Isso leva a inevitáveis conflitos, afirma a terapeuta de casais e família Juliana Potter.

"Cada um pensa que seu jeito de usar a internet é o certo. Os adolescentes acham ridícula a forma que a mãe usa as redes sociais, e os adultos não entendem como estar conectado é realmente importante para os jovens."

Um exemplo é o caso de Diogo, 10, filho da economista Mariana Villar, 42.

"Ele inferniza a minha vida pedindo um aparelho com acesso ao WhastApp 50 vezes por dia", diz ela. "Eu digo que ele não precisa, que não tem maturidade para isso, mas não adianta. Ele acha um absurdo ser o único da turma que não tem o aplicativo."

Recentemente, ela deixou o menino acessar o aplicativo do celular dela. "Ele me colocou no grupo dos amigos e eles não gostaram, reclamaram, porque eu ficava vendo as conversas.
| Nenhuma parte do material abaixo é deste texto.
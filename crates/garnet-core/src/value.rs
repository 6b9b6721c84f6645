//! Managed values as seen by the kernel
//!
//! The kernel only needs to distinguish the handful of shapes that can
//! sit in a constant table or act as a dispatch receiver; the full
//! boxed object representation lives with the object-model
//! collaborator.

use crate::module::ModuleId;
use crate::objects::ObjectId;
use crate::symbol::Symbol;

/// A managed value reference.
#[derive(Debug, Clone, Copy, PartialEq, Eq)]
pub enum Value {
    /// The nil singleton
    Nil,
    /// Boolean
    Bool(bool),
    /// Small integer
    Int(i64),
    /// Interned symbol
    Symbol(Symbol),
    /// A class or module
    Module(ModuleId),
    /// A plain heap object
    Object(ObjectId),
}

impl Value {
    /// Whether this is the nil singleton.
    pub fn is_nil(&self) -> bool {
        matches!(self, Value::Nil)
    }

    /// The module/class id, if this value is one.
    pub fn as_module(&self) -> Option<ModuleId> {
        match self {
            Value::Module(id) => Some(*id),
            _ => None,
        }
    }
}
O papo é assim: um diz 'oi' e todos respondem. Por que precisa de um telefone para conversar isso?"

No outro lado, os jovens riem com as dificuldades tecnológicas dos mais velhos.
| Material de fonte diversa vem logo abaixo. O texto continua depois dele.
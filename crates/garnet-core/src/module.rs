//! The live class/module graph
//!
//! All modules and classes are owned by the [`ModuleGraph`] slab and
//! addressed by [`ModuleId`]. Ids are plain indices: holding one never
//! keeps anything alive or owned, which is exactly what the subclass
//! back-registry needs. Nothing is ever removed from the graph; a
//! module created here lives for the rest of the process.
//!
//! The graph itself enforces only structural bookkeeping (superclass
//! links, subclass registry, constant and method tables). The
//! create-or-fetch open semantics and their invariants live in
//! [`crate::kernel`].

use crate::method::MethodEntry;
use crate::objects::ObjectId;
use crate::symbol::{Interner, Symbol};
use crate::value::Value;
use rustc_hash::FxHashMap;

/// Index of a module or class in the graph (non-owning).
#[derive(Debug, Clone, Copy, PartialEq, Eq, Hash)]
pub struct ModuleId(u32);

impl ModuleId {
    #[inline]
    fn index(self) -> usize {
        self.0 as usize
    }
}

/// Instance representation tag of a class.
///
/// Decides the memory layout of instances and thereby which
/// [`crate::method::Specialization`] hint applies.
#[derive(Debug, Clone, Copy, PartialEq, Eq)]
pub enum InstanceKind {
    /// Fixed field slots (the default object layout)
    Fields,
    /// Packed byte storage (strings, byte arrays)
    Bytes,
    /// Variable-length element storage (arrays, tuples)
    Elements,
    /// Layout not visible to the engine
    Opaque,
}

/// What sort of namespace a graph entry is.
#[derive(Debug)]
pub enum ModuleKind {
    /// A plain module: namespace plus method table, no superclass
    Module,
    /// A class: exactly one superclass (`None` only for the root)
    Class {
        /// Superclass link; `None` only for the root object class
        superclass: Option<ModuleId>,
        /// Instance representation of this class
        instance_kind: InstanceKind,
        /// Non-owning back-references, in creation order, for
        /// reflective enumeration only
        subclasses: Vec<ModuleId>,
    },
    /// A singleton class holding per-object overrides
    Singleton {
        /// The object this singleton class is attached to
        attached: ObjectId,
        /// Lookup continues at the attached object's class
        superclass: ModuleId,
    },
}

/// A module or class: display name, kind, constant table, method table.
#[derive(Debug)]
pub struct ModuleData {
    /// Display name; `None` until bound under a namespace
    pub name: Option<String>,
    /// Module, class, or singleton
    pub kind: ModuleKind,
    constants: FxHashMap<Symbol, Value>,
    methods: FxHashMap<Symbol, MethodEntry>,
}

impl ModuleData {
    fn new(kind: ModuleKind) -> Self {
        Self {
            name: None,
            kind,
            constants: FxHashMap::default(),
            methods: FxHashMap::default(),
        }
    }
}

/// Owner of every module and class in the process.
#[derive(Debug)]
pub struct ModuleGraph {
    modules: Vec<ModuleData>,
    root: ModuleId,
}

impl ModuleGraph {
    /// Create a graph holding only the root object class.
    pub fn new(interner: &mut Interner) -> Self {
        interner.intern("Object");
        let root_data = ModuleData {
            name: Some("Object".to_string()),
            kind: ModuleKind::Class {
                superclass: None,
                instance_kind: InstanceKind::Fields,
                subclasses: Vec::new(),
            },
            constants: FxHashMap::default(),
            methods: FxHashMap::default(),
        };
        Self {
            modules: vec![root_data],
            root: ModuleId(0),
        }
    }

    /// The root object class.
    pub fn root(&self) -> ModuleId {
        self.root
    }

    /// Borrow a graph entry.
    pub fn get(&self, id: ModuleId) -> &ModuleData {
        &self.modules[id.index()]
    }

    /// Mutably borrow a graph entry.
    pub fn get_mut(&mut self, id: ModuleId) -> &mut ModuleData {
        &mut self.modules[id.index()]
    }

    fn push(&mut self, data: ModuleData) -> ModuleId {
        let id = ModuleId(self.modules.len() as u32);
        self.modules.push(data);
        id
    }

    /// Create a class under `superclass` and register it in the
    /// superclass's subclass registry. The instance representation is
    /// inherited from the superclass.
    pub fn new_class(&mut self, superclass: ModuleId) -> ModuleId {
        let instance_kind = self
            .instance_kind(superclass)
            .unwrap_or(InstanceKind::Fields);
        let id = self.push(ModuleData::new(ModuleKind::Class {
            superclass: Some(superclass),
            instance_kind,
            subclasses: Vec::new(),
        }));
        if let ModuleKind::Class { subclasses, .. } = &mut self.get_mut(superclass).kind {
            subclasses.push(id);
        }
        id
    }

    /// Create an anonymous module.
    pub fn new_module(&mut self) -> ModuleId {
        self.push(ModuleData::new(ModuleKind::Module))
    }

    /// Create the singleton class for `attached`; lookup falls through
    /// to `superclass` (the object's class). Singletons are not listed
    /// in any subclass registry.
    pub fn new_singleton(&mut self, attached: ObjectId, superclass: ModuleId) -> ModuleId {
        self.push(ModuleData::new(ModuleKind::Singleton {
            attached,
            superclass,
        }))
    }

    /// Whether `id` is a concrete (non-singleton) class.
    pub fn is_class(&self, id: ModuleId) -> bool {
        matches!(self.get(id).kind, ModuleKind::Class { .. })
    }

    /// Superclass link used by method lookup. `None` for plain modules
    /// and for the root class.
    pub fn superclass(&self, id: ModuleId) -> Option<ModuleId> {
        match &self.get(id).kind {
            ModuleKind::Module => None,
            ModuleKind::Class { superclass, .. } => *superclass,
            ModuleKind::Singleton { superclass, .. } => Some(*superclass),
        }
    }

    /// Subclass registry of a class, in creation order. Empty for
    /// non-classes.
    pub fn subclasses(&self, id: ModuleId) -> &[ModuleId] {
        match &self.get(id).kind {
            ModuleKind::Class { subclasses, .. } => subclasses,
            _ => &[],
        }
    }

    /// Instance representation of a class.
    pub fn instance_kind(&self, id: ModuleId) -> Option<InstanceKind> {
        match &self.get(id).kind {
            ModuleKind::Class { instance_kind, .. } => Some(*instance_kind),
            _ => None,
        }
    }

    /// Display name of a module, `"<anonymous>"` if unnamed.
    pub fn display_name(&self, id: ModuleId) -> &str {
        self.get(id).name.as_deref().unwrap_or("<anonymous>")
    }

    /// Give `id` its display name: bare under the root namespace,
    /// otherwise qualified with the enclosing module's name.
    pub fn set_name(&mut self, id: ModuleId, under: ModuleId, name: &str) {
        let display = if under == self.root {
            name.to_string()
        } else {
            format!("{}::{}", self.display_name(under), name)
        };
        self.get_mut(id).name = Some(display);
    }

    /// Look up a constant in `module`'s own table.
    pub fn get_const(&self, module: ModuleId, name: Symbol) -> Option<Value> {
        self.get(module).constants.get(&name).copied()
    }

    /// Bind a constant in `module`'s table, replacing any prior value.
    pub fn set_const(&mut self, module: ModuleId, name: Symbol, value: Value) {
        self.get_mut(module).constants.insert(name, value);
    }

    /// Look up a method in `module`'s own table (no ancestor walk).
    pub fn method(&self, module: ModuleId, name: Symbol) -> Option<&MethodEntry> {
        self.get(module).methods.get(&name)
    }

    /// Bind a method entry, replacing any prior binding of `name` in
    /// this exact table.
    pub fn set_method(&mut self, module: ModuleId, name: Symbol, entry: MethodEntry) {
        self.get_mut(module).methods.insert(name, entry);
    }
}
"Quando minha mãe tem um dúvida no WhatsApp –como usar maiúscula, como mandar áudio–, eu tento ajudar. Às vezes até discutimos, porque o que parece muito simples para mim é, para ela, muito difícil de aprender, então acabo não tendo muita paciência", afirma a estudante Tais Bronca, 23.

Ela é um dos criadores do blog "Minha mãe no WhatsApp". "Ela se atrapalha com os comandos mais simples. Coloca o celular sem querer no modo avião e depois pergunta por que a rede sumiu."

Tais, porém, enxerga um ponto positivo no uso da internet por outras gerações.

"A minha geração tem o costume de achar que tudo que mãe e pai fazem é brega. Às vezes é implicância, às vezes eles dão motivo –como quando chamam o WhatsApp de ZapZap. Mas é vantajoso que a gente se comunique e que eles treinem a mente para aprender algo novo."

Não é fácil nem para os especialistas propor uma solução equilibrada para essa divergência entre gerações.

"Os jovens não podem viver em um mundo em que não há a contribuição dos mais velhos. Por outro lado lado, não tem como impedir os mais novos de usar as redes sociais. O que precisa ser feito é não deixar os jovens se fecharem na próxima realidade", afirma o psicólogo Cristiano Nabuco, coordenador do Grupo de Dependências Tecnológicas do Instituto de Psiquiatria do Hospital das Clínicas de São Paulo.

Para a psicóloga Maria Apparecida Mamede, professora emérita da PUC-Rio (Pontifícia Universidade Católica do Rio de Janeiro), não tem como culpar a ferramenta por possíveis conflitos.

Segundo ela, os conflitos são os mesmos de sempre. "Envolvem moral, civilidade, não expor o outro sem permissão." Para resolvê-los, afirma, o mecanismo é o tradicional: diálogo.